§ **What to produce**
Work through the data below and state how many lines contain "ValueRange", giving that number alone.

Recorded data
_____
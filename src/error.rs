use crate::{ChronoField, ChronoUnit, ValueRange};

/// Error type for calendar construction, arithmetic and field resolution.
#[derive(Debug, Clone, PartialEq, Eq, thiserror::Error)]
pub enum CalendarError {
    /// A field value lies outside the calendar's declared bounds.
    #[error("Invalid value for {field} (valid values {range}): {value}")]
    FieldOutOfRange {
        field: ChronoField,
        value: i64,
        range: ValueRange,
    },

    /// Two different values were derived for the same field.
    #[error("Conflict found: {field} {first} differs from {field} {second}")]
    ConflictingFields {
        field:  ChronoField,
        first:  i64,
        second: i64,
    },

    /// A strict aligned-week composition landed outside the requested month or year.
    #[error("Strict mode rejected resolved date as it is in a different {field}: requested {requested}, resolved {resolved}")]
    AmbiguousComposition {
        field:     ChronoField,
        requested: i64,
        resolved:  i64,
    },

    /// Tabulated calendar data is malformed.
    #[error("Invalid configuration for calendar {calendar}: {reason}")]
    Configuration { calendar: String, reason: String },

    /// A date or period of one calendar was applied to another.
    #[error("Calendar mismatch: expected {expected}, found {found}")]
    CalendarMismatch { expected: String, found: String },

    /// The unit cannot be used with this calendar.
    #[error("Unsupported unit {unit} for calendar {calendar}")]
    UnsupportedUnit { unit: ChronoUnit, calendar: String },

    /// Checked integer arithmetic overflowed.
    #[error("Arithmetic overflow in {operation}")]
    Overflow { operation: &'static str },
}

impl CalendarError {
    pub(crate) fn configuration(calendar: &str, reason: impl Into<String>) -> Self {
        Self::Configuration {
            calendar: calendar.to_owned(),
            reason:   reason.into(),
        }
    }

    pub(crate) const fn overflow(operation: &'static str) -> Self {
        Self::Overflow { operation }
    }
}

#[cfg(test)]
mod tests {
    use super::*;

    #[test]
    fn test_field_out_of_range_message() {
        let err = CalendarError::FieldOutOfRange {
            field: ChronoField::DayOfMonth,
            value: 32,
            range: ValueRange::of_variable(1, 28, 31),
        };
        assert_eq!(err.to_string(), "Invalid value for DayOfMonth (valid values 1 - 28/31): 32");
    }

    #[test]
    fn test_conflict_message() {
        let err = CalendarError::ConflictingFields {
            field:  ChronoField::Year,
            first:  2000,
            second: 2001,
        };
        assert_eq!(err.to_string(), "Conflict found: Year 2000 differs from Year 2001");
    }

    #[test]
    fn test_ambiguous_composition_message() {
        let err = CalendarError::AmbiguousComposition {
            field:     ChronoField::MonthOfYear,
            requested: 2,
            resolved:  3,
        };
        assert!(err.to_string().contains("different MonthOfYear"));
    }

    #[test]
    fn test_configuration_helper() {
        let err = CalendarError::configuration("Hijrah-test", "missing year 1301");
        assert_eq!(
            err.to_string(),
            "Invalid configuration for calendar Hijrah-test: missing year 1301"
        );
    }

    #[test]
    fn test_error_is_send_sync_clone() {
        fn assert_impl<T: std::error::Error + Send + Sync + Clone>() {}
        assert_impl::<CalendarError>();
    }
}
_____
§ **Solution to this task**
3